Wildlife, Soccer and Sunken Ships at Monterrico

monterrico_egret_4Monterrico has became a favorite weekend-destination for me. In the past several months, I’ve shuffled back to the lazy, Latin beach town at least four times, maybe more. There are several ways to get there, but hands down, the best way is to include “una lancha” or a small, motorized boat in your route. For just Q5 (Q7 to Q10 if they insist on giving you the “gringo” rate), you get to skim through a swampy waterway, observing wild birds among the tall swaying reeds and knotted roots of thickly tangled mangroves. You can spy local huts, with children bathing near the shore. For the Westerner, it’s rather alarming when you first see a small, wooden “ferry” slowly churning by, carrying one, even two automobiles. You wonder how the “ferry,” which looks more like leaky planks of wood tacked together, manages to stay afloat with such a load.

Elegant white egret with fish at Monterrico

Just this last weekend I went to Monterrico with some friends on a last-minute whim. I took the chicken bus, or camioneta, to La Escuintla in order to catch up with Chicharon, Pepin, Peter and Asusana who had already left. We finished the trip by car, crossing over the bridge that passes by the sunken ships, but skipping the boat ride. When we arrived, I immediately changed into my bathing suit and ran out to join the locals in the daily game of beach soccer. Once again, soccer has served as an invaluable resource in bridging the “local-foreigner” gap, helping me get to know the local people and the local culture. I have a lot of local friends at Monterrico now and it’s because of soccer. After the soccer match it began storming. At night, the night sea always feels fierce and wild, but when heavy, ashen clouds charge a dark sky with crackling lightening… the waves responding with their own fit of crashing fury… the wild and fierce sensation is overwhelming.

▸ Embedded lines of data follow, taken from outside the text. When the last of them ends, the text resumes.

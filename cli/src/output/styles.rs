//! Output styles using owo-colors stylesheet pattern

use owo_colors::Style;

/// Centralized stylesheet for CLI output colors.
#[derive(Default, Clone)]
pub struct Styles {
    /// Success messages (green)
    pub success: Style,
    /// Warning messages (yellow)
    pub warning: Style,
    /// Info messages (blue)
    pub info: Style,
    /// In-progress steps (cyan)
    pub step: Style,
    /// Dimmed/secondary text
    pub dim: Style,
    /// Headers/section titles
    pub header: Style,
}

impl Styles {
    /// Apply colors to the stylesheet.
    pub fn colorize(&mut self) {
        self.success = Style::new().green();
        self.warning = Style::new().yellow();
        self.info = Style::new().blue();
        self.step = Style::new().cyan();
        self.dim = Style::new().dimmed();
        self.header = Style::new().bold().cyan();
    }
}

We dined at El Pelican with the rain spilling off our palm-thatched shelter. I enjoyed guicoy soup (guicoy is a zucchini type squash) and a Camembert cheese salad with walnuts and grapes. The French-cuisine restaurant is a little on the pricey side for Guatemala, but the extra Q is definitely worth it. The food is mouth-watering.

The next morning Pepin, Peter and Asusana took off. Chicharon and I decided to stay and enjoy the rented beach house complete with its little, palm-shaded pool for a few hours more. Our plan was to leave around noon. But, noon turned into never… that day at least. I was having too much fun sun-tanning and enjoying refreshing fruit licuados. Chicha was enjoying new friends he met over cocktails. By four I was enjoying another game of beach soccer with the local Latino chicos. I must say, its quite fun playing the sport you love on the beach with a bunch of dark, handsome men! Hahaha.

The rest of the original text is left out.